Bettie Page died after spending 10 days on life support in Los Angeles.  She was 85 years old.

If you’re a feminist with an oft-uneasy relationship with pornography (pro the idea of erotic materials, anti the flagrant sexism that marks most of them) and you’ve got any relationship whatsoever to the hipster culture of the past, oh, 20 years, then it’s hard not to have mixed feelings about Bettie Page.  Or, not Bettie Page the actual human being.
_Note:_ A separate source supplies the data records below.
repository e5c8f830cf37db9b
//! Constant-velocity mover used by scene tests and demos

use crate::foundation::math::Vec3;
use crate::scene::error::SceneResult;
use crate::scene::transform::Transform;

/// Constant-velocity mover state
#[derive(Debug)]
pub struct TestMovement {
    pub(crate) velocity: Vec3,
}

impl TestMovement {
    pub(crate) fn new(velocity: Vec3) -> Self {
        Self { velocity }
    }

    /// Advance the owner along its velocity, framerate independent
    pub(crate) fn frame_update(
        &self,
        transform: &mut Transform,
        delta_time: f32,
    ) -> SceneResult<()> {
        let position = transform.local_position() + self.velocity * delta_time;
        transform.set_local_position(position)
    }
}
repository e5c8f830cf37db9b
//! Foundation module - Core utilities and types
//!
//! This module provides fundamental utilities used throughout the engine:
//! - Math types and operations
//! - Time management
//! - Logging utilities

pub mod math;
pub mod time;
pub mod logging;
//! Scene-graph and scene-document errors
//!
//! Everything here is fatal at the point raised. Layers add context by
//! wrapping rather than swallowing, so the chain of `source()` links tells
//! the whole story; only the application entry point should catch and
//! print it.

use crate::assets::AssetError;
use crate::render::RenderError;
use crate::scene::uid::Uid;
use std::path::PathBuf;
use thiserror::Error;

/// Result type for scene operations
pub type SceneResult<T> = Result<T, SceneError>;

/// Errors from scene-graph mutation, lifecycle, and document I/O
#[derive(Error, Debug)]
pub enum SceneError {
    /// A transform was added to a child list it is already in
    #[error("transform {uid} is already a child of this transform")]
    DuplicateChild {
        /// Uid of the transform being added
        uid: Uid,
    },

    /// A transform with a parent was added to another child list
    #[error("transform {uid} already has a parent")]
    ChildAlreadyParented {
        /// Uid of the transform being added
        uid: Uid,
    },

    /// A transform was removed from a child list it is not in
    #[error("transform {uid} is not a child of this transform")]
    ChildNotFound {
        /// Uid of the transform being removed
        uid: Uid,
    },

    /// A positional insert or removal fell outside the list
    #[error("index {index} out of range for list of length {len}")]
    IndexOutOfRange {
        /// Requested index
        index: usize,
        /// Current list length
        len: usize,
    },

    /// A reparent would make a transform its own ancestor
    #[error("reparenting transform {child} under {parent} would create a cycle")]
    CyclicParent {
        /// Uid of the transform being reparented
        child: Uid,
        /// Uid of the requested parent
        parent: Uid,
    },

    /// A component instance was added to a game object twice
    #[error("component {uid} is already attached to this game object")]
    DuplicateComponent {
        /// Uid of the component being added
        uid: Uid,
    },

    /// A component was removed from a game object it is not attached to
    #[error("component {uid} is not attached to this game object")]
    ComponentNotFound {
        /// Uid of the component being removed
        uid: Uid,
    },

    /// A transform was given a second game object
    #[error("transform {uid} already has a game object attached")]
    GameObjectAlreadyAttached {
        /// Uid of the transform
        uid: Uid,
    },

    /// A game object was attached to a second transform
    #[error("game object {uid} is already attached to a transform")]
    GameObjectReattached {
        /// Uid of the game object
        uid: Uid,
    },

    /// A weak reference's target no longer exists
    ///
    /// `uid` names the referent when it is known (a bound camera), else the
    /// entity holding the dead reference.
    #[error("unbound {what} reference (uid {uid})")]
    Unbound {
        /// What the reference pointed at
        what: &'static str,
        /// Best-known uid for diagnostics
        uid: Uid,
    },

    /// Late-bind found no camera with the recorded uid
    #[error("no camera with uid {uid} in the scene")]
    UnresolvedCamera {
        /// The missing camera uid
        uid: Uid,
    },

    /// Late-bind found no transform with the recorded uid
    #[error("no transform with uid {uid} in the scene")]
    UnresolvedTransform {
        /// The missing transform uid
        uid: Uid,
    },

    /// A camera reference resolved to a component of another kind
    #[error("component {uid} is not a camera")]
    NotACamera {
        /// Uid of the offending component
        uid: Uid,
    },

    /// A projection matrix was requested from a camera with no mode set
    #[error("camera {uid} has no projection mode set")]
    ProjectionUnset {
        /// Uid of the camera component
        uid: Uid,
    },

    /// A procedural mesh (no source path) cannot appear in a document
    #[error("mesh has no source path to serialize")]
    MeshWithoutSource,

    /// A document carried a rotation that cannot be normalized
    #[error("transform {uid} has a degenerate local rotation")]
    DegenerateRotation {
        /// Uid of the offending transform
        uid: Uid,
    },

    /// A frame hook ran on a component that was never initialized
    #[error("component {uid} used before initialization")]
    NotInitialized {
        /// Uid of the component
        uid: Uid,
    },

    /// A scene file could not be read
    #[error("failed to read scene file {}", .path.display())]
    ReadScene {
        /// Offending path
        path: PathBuf,
        /// Underlying I/O failure
        source: std::io::Error,
    },

    /// A scene file could not be written
    #[error("failed to write scene file {}", .path.display())]
    WriteScene {
        /// Offending path
        path: PathBuf,
        /// Underlying I/O failure
        source: std::io::Error,
    },

    /// A scene file held a malformed or unrecognized document
    #[error("failed to parse scene document {}", .path.display())]
    ParseScene {
        /// Offending path
        path: PathBuf,
        /// Underlying decode failure
        source: serde_json::Error,
    },

    /// A scene could not be encoded to a document
    #[error("failed to encode scene document")]
    EncodeScene(#[from] serde_json::Error),

    /// The graphics device rejected an operation
    #[error("render backend error")]
    Render(#[from] RenderError),

    /// An asset could not be imported
    #[error("asset import error")]
    Asset(#[from] AssetError),
}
That’s easy.  I’m saddened that Page spent most of her life in despair, distraught that this is the fate society hands so many women, and glad that she finally started to see financial gain from the resurgence in popularity of pictures taken of her throughout the 50s.  And skeptical that she made even a fraction of the money owed to her, especially since her fate was in the hands of men like Hugh Hefner who knew that any amount was more than she was getting before.

No, it’s her image that is hard to wrap your mind around.  It looms extremely large for a woman most people know almost nothing about.  I’d be lying if I didn’t say that I don’t see the appeal, from the playful look in her eyes in most pictures, to her refreshing lack of shame, to the way she squares her shoulders, and of course her kitschy style that seamlessly adapted itself to punk rock reimagination decades later.  She is very rock and roll, compared to Marilyn Monroe, who was very bachelor pad.  I’ve got the straight-cut bangs like she does, and the fact that she inadvertently made them popular decades after she gave up the business no doubt contributes to why I’ve got them.  (Well, her and Audrey Hepburn.) 
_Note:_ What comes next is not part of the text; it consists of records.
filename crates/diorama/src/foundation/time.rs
//! Time management utilities

use std::time::{Duration, Instant};

/// High-precision timer for frame timing
#[derive(Debug)]
pub struct Timer {
    last_frame: Instant,
    delta_time: f32,
    total_time: f32,
    frame_count: u64,
}

impl Default for Timer {
    fn default() -> Self {
        Self::new()
    }
}

impl Timer {
    /// Create a new timer
    pub fn new() -> Self {
        Self {
            last_frame: Instant::now(),
            delta_time: 0.0,
            total_time: 0.0,
            frame_count: 0,
        }
    }

    /// Update the timer (should be called once per frame)
    pub fn update(&mut self) {
        let now = Instant::now();
        let elapsed = now.duration_since(self.last_frame);
        self.delta_time = elapsed.as_secs_f32();
        self.total_time += self.delta_time;
        self.last_frame = now;
        self.frame_count += 1;
    }

    /// Get the time since the last frame in seconds
    pub fn delta_time(&self) -> f32 {
        self.delta_time
    }

    /// Get the total elapsed time since timer creation
    pub fn total_time(&self) -> f32 {
        self.total_time
    }

    /// Get the current frame count
    pub fn frame_count(&self) -> u64 {
        self.frame_count
    }

    /// Get the average FPS since timer creation
    pub fn average_fps(&self) -> f32 {
        if self.total_time > 0.0 {
            self.frame_count as f32 / self.total_time
        } else {
            0.0
        }
    }
}

/// Simple stopwatch for measuring elapsed time
pub struct Stopwatch {
    start_time: Option<Instant>,
    elapsed: Duration,
}

impl Default for Stopwatch {
    fn default() -> Self {
        Self::new()
    }
}

impl Stopwatch {
    /// Create a new stopped stopwatch
    pub fn new() -> Self {
        Self {
            start_time: None,
            elapsed: Duration::ZERO,
        }
    }

    /// Create a new stopwatch and start it immediately
    pub fn start_new() -> Self {
        let mut stopwatch = Self::new();
        stopwatch.start();
        stopwatch
    }

    /// Start the stopwatch
    pub fn start(&mut self) {
        self.start_time = Some(Instant::now());
    }

    /// Stop the stopwatch and accumulate elapsed time
    pub fn stop(&mut self) {
        if let Some(start) = self.start_time {
            self.elapsed += start.elapsed();
            self.start_time = None;
        }
    }

    /// Get the elapsed time
    pub fn elapsed(&self) -> Duration {
        let current_elapsed = if let Some(start) = self.start_time {
            start.elapsed()
        } else {
            Duration::ZERO
        };
        self.elapsed + current_elapsed
    }

    /// Get the elapsed time in milliseconds
    pub fn elapsed_millis(&self) -> f32 {
        self.elapsed().as_secs_f32() * 1000.0
    }
}

#[cfg(test)]
mod tests {
    use super::*;

    #[test]
    fn test_timer_accumulates_frames() {
        let mut timer = Timer::new();
        timer.update();
        timer.update();
        assert_eq!(timer.frame_count(), 2);
        assert!(timer.total_time() >= 0.0);
    }

    #[test]
    fn test_stopwatch_accumulates_across_stops() {
        let mut watch = Stopwatch::start_new();
        watch.stop();
        let first = watch.elapsed();
        watch.start();
        watch.stop();
        assert!(watch.elapsed() >= first);
    }
}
I have no doubts about why she’s popular at all.  The image overload has diminished the power of her image, but for a lot of the kind of rock music loving weirdos who felt alienated from the standard cheesecake middle American version of sexuality—-Playboy, Hooters, blond bimbos who all but say, “You want to put what where? *giggle*”—-the Bettie Page pin-up pictures offered something genuinely fun.  She’s not playing stupid in these pictures, and it’s genuinely hot. She’s naughty without seeming to have an ounce of guilt to her. They cater to the fantasies of men who want something more interesting than cheesecake.  But it was women (well, women like me and a lot of women I know) who put her popularity over the top.  I suspect a lot of women see her picture for the first time and think, shit, I can actually be sexy without getting breast implants, dyeing my hair blond, and adopting a cloying posture. For real.  Not the consolation prize sexy, where you’re not the hot cheerleader but you’ll do.  Genuinely sexy, sexy in a way that Hooters and sterile Playboy spreads doesn’t even come close to reaching. And that’s a powerful thing to think for anyone, but if you’re a woman and a disproportionate amount of your worth is based on your sexiness, it’s huge.
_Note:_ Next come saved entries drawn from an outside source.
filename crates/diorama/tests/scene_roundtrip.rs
//! End-to-end scene document tests
//!
//! Builds a small scene through the public API, saves it, and checks the
//! document and the reloaded tree against the original: structure, local
//! values, world positions, cross-reference binding, and drawing through
//! the null device.

use diorama::prelude::*;
use serde_json::Value;
use std::cell::RefCell;
use std::fs;
use std::path::{Path, PathBuf};
use std::rc::Rc;

const EPSILON: f32 = 1e-4;

const QUAD_OBJ: &str = "\
v -1 0 -1
v 1 0 -1
v 1 0 1
v -1 0 1
vt 0 0
vt 1 0
vt 1 1
vt 0 1
vn 0 1 0
f 1/1/1 2/2/1 3/3/1 4/4/1
";

fn scratch_root(name: &str) -> PathBuf {
    let dir = std::env::temp_dir().join(format!(
        "diorama-roundtrip-{}-{name}",
        std::process::id()
    ));
    for sub in ["meshes", "shaders", "textures"] {
        fs::create_dir_all(dir.join(sub)).unwrap();
    }
    fs::write(dir.join("meshes/quad.obj"), QUAD_OBJ).unwrap();
    fs::write(dir.join("shaders/lit.vert"), "void main() {}").unwrap();
    fs::write(dir.join("shaders/lit.frag"), "void main() {}").unwrap();
    image::RgbaImage::from_pixel(2, 2, image::Rgba([200, 180, 90, 255]))
        .save(dir.join("textures/stone.png"))
        .unwrap();
    dir
}

fn lit_shader() -> Rc<RefCell<Shader>> {
    Rc::new(RefCell::new(Shader::new(ShaderDesc::TextureAndLighting {
        vertex: PathBuf::from("shaders/lit.vert"),
        fragment: PathBuf::from("shaders/lit.frag"),
        texture: PathBuf::from("textures/stone.png"),
        light_position: Vec3::new(0.0, 10.0, 0.0),
    })))
}

fn attach_entity(scene: &Scene, name: &str) -> (Transform, GameObject) {
    let mut transform = Transform::new();
    let game_object = GameObject::new(name);
    transform.attach_game_object(&game_object).unwrap();
    scene.root().clone().add_child(&transform).unwrap();
    (transform, game_object)
}

/// Camera at [0, 1, 8] looking down -z, a sun at [1, 0, 0] with a planet
/// child at [0, 1, 0] above it, a skybox pinned to the camera, and one
/// bare marker entity with no components.
fn build_scene(asset_root: &Path) -> Scene {
    let importer = ObjImporter::new(asset_root);
    let quad = Rc::new(importer.import(Path::new("meshes/quad.obj")).unwrap());
    let shader = lit_shader();

    let scene = Scene::new();

    let (mut camera_node, mut camera_object) = attach_entity(&scene, "camera");
    camera_node
        .set_local_position(Vec3::new(0.0, 1.0, 8.0))
        .unwrap();
    let camera = Component::camera(
        &camera_object,
        Projection::Perspective {
            fov: std::f32::consts::FRAC_PI_2,
            aspect_ratio: 16.0 / 9.0,
        },
        0.1,
        200.0,
    )
    .unwrap();
    camera_object.add_component(&camera).unwrap();
    let controller = Component::camera_controller(&camera_object, 6.0, 120.0).unwrap();
    camera_object.add_component(&controller).unwrap();

    let (mut sun_node, mut sun_object) = attach_entity(&scene, "sun");
    sun_node.set_local_position(Vec3::new(1.0, 0.0, 0.0)).unwrap();
    let sun_renderer =
        Component::mesh_renderer(&sun_object, Rc::clone(&quad), Rc::clone(&shader), &camera, true)
            .unwrap();
    sun_object.add_component(&sun_renderer).unwrap();
    let spin = Component::test_rotation(&sun_object, Vec3::y(), 30.0).unwrap();
    sun_object.add_component(&spin).unwrap();

    let mut planet_node = Transform::new();
    let mut planet_object = GameObject::new("planet");
    planet_node.attach_game_object(&planet_object).unwrap();
    sun_node.add_child(&planet_node).unwrap();
    planet_node
        .set_local_position(Vec3::new(0.0, 1.0, 0.0))
        .unwrap();
    let planet_renderer =
        Component::mesh_renderer(&planet_object, Rc::clone(&quad), Rc::clone(&shader), &camera, true)
            .unwrap();
    planet_object.add_component(&planet_renderer).unwrap();
    let drift = Component::test_movement(&planet_object, Vec3::new(0.1, 0.0, 0.0)).unwrap();
    planet_object.add_component(&drift).unwrap();

    let (_skybox_node, mut skybox_object) = attach_entity(&scene, "skybox");
    let follow = Component::skybox_follow_camera(&skybox_object, &camera_node).unwrap();
    skybox_object.add_component(&follow).unwrap();
    let skybox_renderer =
        Component::mesh_renderer(&skybox_object, quad, shader, &camera, true).unwrap();
    skybox_object.add_component(&skybox_renderer).unwrap();

    let (_marker_node, _marker_object) = attach_entity(&scene, "marker");

    scene
}

#[test]
fn test_full_scene_survives_a_round_trip() {
    let root = scratch_root("full");
    let scene = build_scene(&root);
    let document = root.join("scene.json");
    scene.save(&document).unwrap();

    let loaded = Scene::load(&document, &root).unwrap();
    assert_eq!(loaded.transform_count(), scene.transform_count());
    assert_eq!(loaded.component_count(), scene.component_count());

    // Uids and local values survive.
    let sun = scene.root().children()[1].clone();
    let loaded_sun = loaded.find_transform(sun.uid()).unwrap();
    assert!((loaded_sun.local_position() - sun.local_position()).norm() < EPSILON);
    assert!((loaded_sun.local_scale() - sun.local_scale()).norm() < EPSILON);

    // The planet sits at sun local + its own local offset in world space.
    let planet = loaded_sun.children()[0].clone();
    let world = planet.world_position();
    assert!((world - Vec3::new(1.0, 1.0, 0.0)).norm() < EPSILON);

    // The reloaded scene draws: every renderer is in front of the camera.
    let mut reloaded = loaded;
    let mut device = NullDevice::new();
    reloaded.initialize(&mut device, &root).unwrap();
    reloaded
        .update(&InputState::new(), &mut device, 0.016)
        .unwrap();
    assert_eq!(device.stats().draw_calls, 3);
}

#[test]
fn test_component_order_and_tags_survive() {
    let root = scratch_root("order");
    let scene = build_scene(&root);
    let document = root.join("scene.json");
    scene.save(&document).unwrap();

    let loaded = Scene::load(&document, &root).unwrap();
    let camera_object = loaded.root().children()[0].game_object().unwrap();
    let tags: Vec<&str> = camera_object
        .components()
        .iter()
        .map(Component::tag)
        .collect();
    assert_eq!(tags, ["camera", "camera controller"]);

    let skybox_object = loaded.root().children()[2].game_object().unwrap();
    let tags: Vec<&str> = skybox_object
        .components()
        .iter()
        .map(Component::tag)
        .collect();
    assert_eq!(tags, ["skybox follow camera", "mesh renderer"]);
}

#[test]
fn test_bare_object_omits_components_and_loads_empty() {
    let root = scratch_root("bare");
    let scene = build_scene(&root);
    let document = root.join("scene.json");
    scene.save(&document).unwrap();

    let value: Value = serde_json::from_str(&fs::read_to_string(&document).unwrap()).unwrap();
    let marker = &value["children"][3]["game_object"];
    assert_eq!(marker["name"], "marker");
    assert!(marker.get("components").is_none());

    let loaded = Scene::load(&document, &root).unwrap();
    let marker_object = loaded.root().children()[3].game_object().unwrap();
    assert_eq!(marker_object.component_count(), 0);
}

#[test]
fn test_dangling_camera_reference_fails_naming_the_uid() {
    let root = scratch_root("dangling");
    let scene = build_scene(&root);
    let document = root.join("scene.json");
    scene.save(&document).unwrap();

    let mut value: Value = serde_json::from_str(&fs::read_to_string(&document).unwrap()).unwrap();
    value["children"][1]["game_object"]["components"][0]["mesh renderer"]["camera"] =
        Value::from(999_999);
    fs::write(&document, serde_json::to_string_pretty(&value).unwrap()).unwrap();

    let err = Scene::load(&document, &root).unwrap_err();
    assert!(matches!(
        err,
        SceneError::UnresolvedCamera { uid: 999_999 }
    ));
}

#[test]
fn test_loaded_uids_never_collide_with_fresh_ones() {
    let root = scratch_root("uids");
    let scene = build_scene(&root);
    let document = root.join("scene.json");
    scene.save(&document).unwrap();
    let loaded = Scene::load(&document, &root).unwrap();

    let mut loaded_uids = Vec::new();
    collect_uids(loaded.root(), &mut loaded_uids);
    let fresh = Transform::new();
    assert!(!loaded_uids.contains(&fresh.uid()));
}

fn collect_uids(transform: &Transform, out: &mut Vec<Uid>) {
    out.push(transform.uid());
    for child in transform.children() {
        collect_uids(&child, out);
    }
}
Of course, Bettie Page is still thin and white and conventionally pretty.  So the profundity of this to the women that have felt probably sounds weak and whiny.  Like, “Ugh, I’m a tall brunette who trips over her own feet, but Bettie Page made me feel like I can be sexy.”  I’m not putting that out there to garner anyone’s sympathy, or suggest that the sexiness problems of women who are close to the mainstream ideal but just a little out of it are major issues.  They’re not.  I’m just explaining why she mattered to the people she mattered to.  Page isn’t really an alternative in any radical way, and to be fair, I don’t think anyone really is suggesting she is.  Hers was just an image that was the same old thing, but with a little more brazenness and a little more rock and roll. 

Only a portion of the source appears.